WHAT NEEDS TO BE DONE. Return verbatim every line from the first line of the data below to the line that contains "rayon pool and", inclusive, and no further.

++++

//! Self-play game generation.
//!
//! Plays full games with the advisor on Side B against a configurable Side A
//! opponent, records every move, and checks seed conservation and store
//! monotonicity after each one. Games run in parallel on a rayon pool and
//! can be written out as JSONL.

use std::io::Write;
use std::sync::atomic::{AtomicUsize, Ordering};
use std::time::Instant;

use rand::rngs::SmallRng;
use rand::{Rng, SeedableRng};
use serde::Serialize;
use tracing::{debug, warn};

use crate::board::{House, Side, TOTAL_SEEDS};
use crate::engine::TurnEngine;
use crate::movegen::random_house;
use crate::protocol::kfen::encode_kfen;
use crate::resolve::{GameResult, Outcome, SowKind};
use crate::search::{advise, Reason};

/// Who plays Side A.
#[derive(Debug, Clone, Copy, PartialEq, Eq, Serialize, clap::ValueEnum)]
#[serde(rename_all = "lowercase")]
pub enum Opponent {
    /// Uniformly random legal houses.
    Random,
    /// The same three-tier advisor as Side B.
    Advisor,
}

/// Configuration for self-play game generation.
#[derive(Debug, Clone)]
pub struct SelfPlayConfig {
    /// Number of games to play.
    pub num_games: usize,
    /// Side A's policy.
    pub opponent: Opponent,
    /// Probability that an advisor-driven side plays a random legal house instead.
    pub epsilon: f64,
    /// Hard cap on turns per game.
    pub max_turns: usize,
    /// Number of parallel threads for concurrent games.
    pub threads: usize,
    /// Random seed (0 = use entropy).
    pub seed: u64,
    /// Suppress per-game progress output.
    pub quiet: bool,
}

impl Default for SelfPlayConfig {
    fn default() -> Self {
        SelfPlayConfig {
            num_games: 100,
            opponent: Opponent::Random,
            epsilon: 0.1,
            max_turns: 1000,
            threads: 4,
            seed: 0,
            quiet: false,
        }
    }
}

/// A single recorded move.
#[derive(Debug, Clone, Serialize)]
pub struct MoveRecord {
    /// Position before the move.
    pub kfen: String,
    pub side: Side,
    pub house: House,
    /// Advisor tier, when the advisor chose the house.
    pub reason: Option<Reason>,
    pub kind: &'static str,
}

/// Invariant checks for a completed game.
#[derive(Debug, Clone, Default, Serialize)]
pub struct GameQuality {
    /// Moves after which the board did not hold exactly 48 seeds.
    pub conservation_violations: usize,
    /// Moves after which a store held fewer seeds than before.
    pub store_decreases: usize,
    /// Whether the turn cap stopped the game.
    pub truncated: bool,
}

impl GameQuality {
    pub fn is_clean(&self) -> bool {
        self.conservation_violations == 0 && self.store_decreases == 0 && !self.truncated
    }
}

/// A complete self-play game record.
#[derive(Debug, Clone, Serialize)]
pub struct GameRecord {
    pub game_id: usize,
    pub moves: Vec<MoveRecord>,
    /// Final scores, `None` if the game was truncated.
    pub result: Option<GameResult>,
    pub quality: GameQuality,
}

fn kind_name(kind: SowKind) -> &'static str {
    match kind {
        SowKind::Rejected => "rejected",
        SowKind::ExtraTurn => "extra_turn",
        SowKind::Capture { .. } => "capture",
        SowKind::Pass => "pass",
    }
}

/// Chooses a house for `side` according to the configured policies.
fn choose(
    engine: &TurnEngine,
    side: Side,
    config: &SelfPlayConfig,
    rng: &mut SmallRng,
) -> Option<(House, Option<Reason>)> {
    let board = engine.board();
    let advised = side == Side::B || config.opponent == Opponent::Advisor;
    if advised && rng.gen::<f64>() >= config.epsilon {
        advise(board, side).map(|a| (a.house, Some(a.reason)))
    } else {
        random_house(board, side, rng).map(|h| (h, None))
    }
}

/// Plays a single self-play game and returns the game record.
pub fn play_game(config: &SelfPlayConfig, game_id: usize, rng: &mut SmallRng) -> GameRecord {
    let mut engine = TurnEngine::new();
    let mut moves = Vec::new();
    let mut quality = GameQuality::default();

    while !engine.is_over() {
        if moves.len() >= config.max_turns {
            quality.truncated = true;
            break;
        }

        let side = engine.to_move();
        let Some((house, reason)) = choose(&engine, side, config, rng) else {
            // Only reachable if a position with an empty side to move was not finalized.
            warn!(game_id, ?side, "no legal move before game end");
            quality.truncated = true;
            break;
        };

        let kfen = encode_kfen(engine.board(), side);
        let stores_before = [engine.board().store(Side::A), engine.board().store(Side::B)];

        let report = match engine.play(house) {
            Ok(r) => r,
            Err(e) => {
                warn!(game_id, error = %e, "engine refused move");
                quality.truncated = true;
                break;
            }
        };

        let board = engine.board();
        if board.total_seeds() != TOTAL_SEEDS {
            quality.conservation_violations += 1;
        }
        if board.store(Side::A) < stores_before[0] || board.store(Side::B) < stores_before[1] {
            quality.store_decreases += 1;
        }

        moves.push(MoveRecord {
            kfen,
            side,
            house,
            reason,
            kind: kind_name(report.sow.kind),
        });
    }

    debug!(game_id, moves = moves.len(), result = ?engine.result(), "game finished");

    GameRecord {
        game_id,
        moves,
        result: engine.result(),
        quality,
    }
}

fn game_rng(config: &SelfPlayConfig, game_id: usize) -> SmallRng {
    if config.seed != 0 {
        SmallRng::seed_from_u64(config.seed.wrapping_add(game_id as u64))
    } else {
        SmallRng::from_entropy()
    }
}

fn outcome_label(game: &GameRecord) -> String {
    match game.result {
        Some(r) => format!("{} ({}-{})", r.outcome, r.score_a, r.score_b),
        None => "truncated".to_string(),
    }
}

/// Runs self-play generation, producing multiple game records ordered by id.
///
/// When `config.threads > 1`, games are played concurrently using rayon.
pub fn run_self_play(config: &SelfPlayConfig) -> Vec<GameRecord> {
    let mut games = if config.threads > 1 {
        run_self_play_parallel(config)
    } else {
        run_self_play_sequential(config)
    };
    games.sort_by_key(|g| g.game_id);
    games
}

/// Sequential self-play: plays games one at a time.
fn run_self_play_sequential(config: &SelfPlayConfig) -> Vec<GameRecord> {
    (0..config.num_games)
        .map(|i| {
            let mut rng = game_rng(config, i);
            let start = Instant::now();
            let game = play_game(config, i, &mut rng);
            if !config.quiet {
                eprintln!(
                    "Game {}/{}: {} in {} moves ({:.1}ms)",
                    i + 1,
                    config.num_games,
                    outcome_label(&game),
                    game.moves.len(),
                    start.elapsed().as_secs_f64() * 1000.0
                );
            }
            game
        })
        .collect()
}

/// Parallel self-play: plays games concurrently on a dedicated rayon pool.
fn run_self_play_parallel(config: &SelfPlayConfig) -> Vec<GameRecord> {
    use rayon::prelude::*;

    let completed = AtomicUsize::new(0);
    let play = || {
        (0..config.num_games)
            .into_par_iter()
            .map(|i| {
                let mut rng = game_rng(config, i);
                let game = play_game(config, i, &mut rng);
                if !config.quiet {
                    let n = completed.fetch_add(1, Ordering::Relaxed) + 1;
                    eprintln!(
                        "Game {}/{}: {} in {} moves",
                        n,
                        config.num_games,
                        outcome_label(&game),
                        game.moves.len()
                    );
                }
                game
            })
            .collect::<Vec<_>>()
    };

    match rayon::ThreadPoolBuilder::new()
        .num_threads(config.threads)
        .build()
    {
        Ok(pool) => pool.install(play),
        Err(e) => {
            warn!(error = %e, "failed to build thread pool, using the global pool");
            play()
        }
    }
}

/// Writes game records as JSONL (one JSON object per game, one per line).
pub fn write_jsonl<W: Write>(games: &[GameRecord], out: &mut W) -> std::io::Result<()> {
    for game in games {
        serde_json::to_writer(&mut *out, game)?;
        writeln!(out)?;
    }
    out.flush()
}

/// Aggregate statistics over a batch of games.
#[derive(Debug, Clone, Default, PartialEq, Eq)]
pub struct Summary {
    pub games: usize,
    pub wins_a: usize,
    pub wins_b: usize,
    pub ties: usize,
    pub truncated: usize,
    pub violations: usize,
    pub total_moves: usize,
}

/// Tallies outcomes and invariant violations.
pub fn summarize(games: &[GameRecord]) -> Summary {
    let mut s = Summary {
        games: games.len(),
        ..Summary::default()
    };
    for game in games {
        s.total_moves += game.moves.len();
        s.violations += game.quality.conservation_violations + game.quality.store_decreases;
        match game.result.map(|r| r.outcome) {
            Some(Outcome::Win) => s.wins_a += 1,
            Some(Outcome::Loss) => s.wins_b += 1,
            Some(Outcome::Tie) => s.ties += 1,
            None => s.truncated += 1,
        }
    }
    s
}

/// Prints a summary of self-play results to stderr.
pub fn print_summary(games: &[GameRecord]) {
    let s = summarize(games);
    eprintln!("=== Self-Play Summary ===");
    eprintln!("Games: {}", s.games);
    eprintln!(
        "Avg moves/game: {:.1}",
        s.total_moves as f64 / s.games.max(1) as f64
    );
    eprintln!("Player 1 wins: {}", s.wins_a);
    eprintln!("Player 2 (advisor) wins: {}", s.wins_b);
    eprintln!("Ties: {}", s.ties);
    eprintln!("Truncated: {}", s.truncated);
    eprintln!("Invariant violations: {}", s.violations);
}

++++

SOLUTION TO THE PROBLEM.
//! Self-play game generation.
//!
//! Plays full games with the advisor on Side B against a configurable Side A
//! opponent, records every move, and checks seed conservation and store
//! monotonicity after each one. Games run in parallel on a rayon pool and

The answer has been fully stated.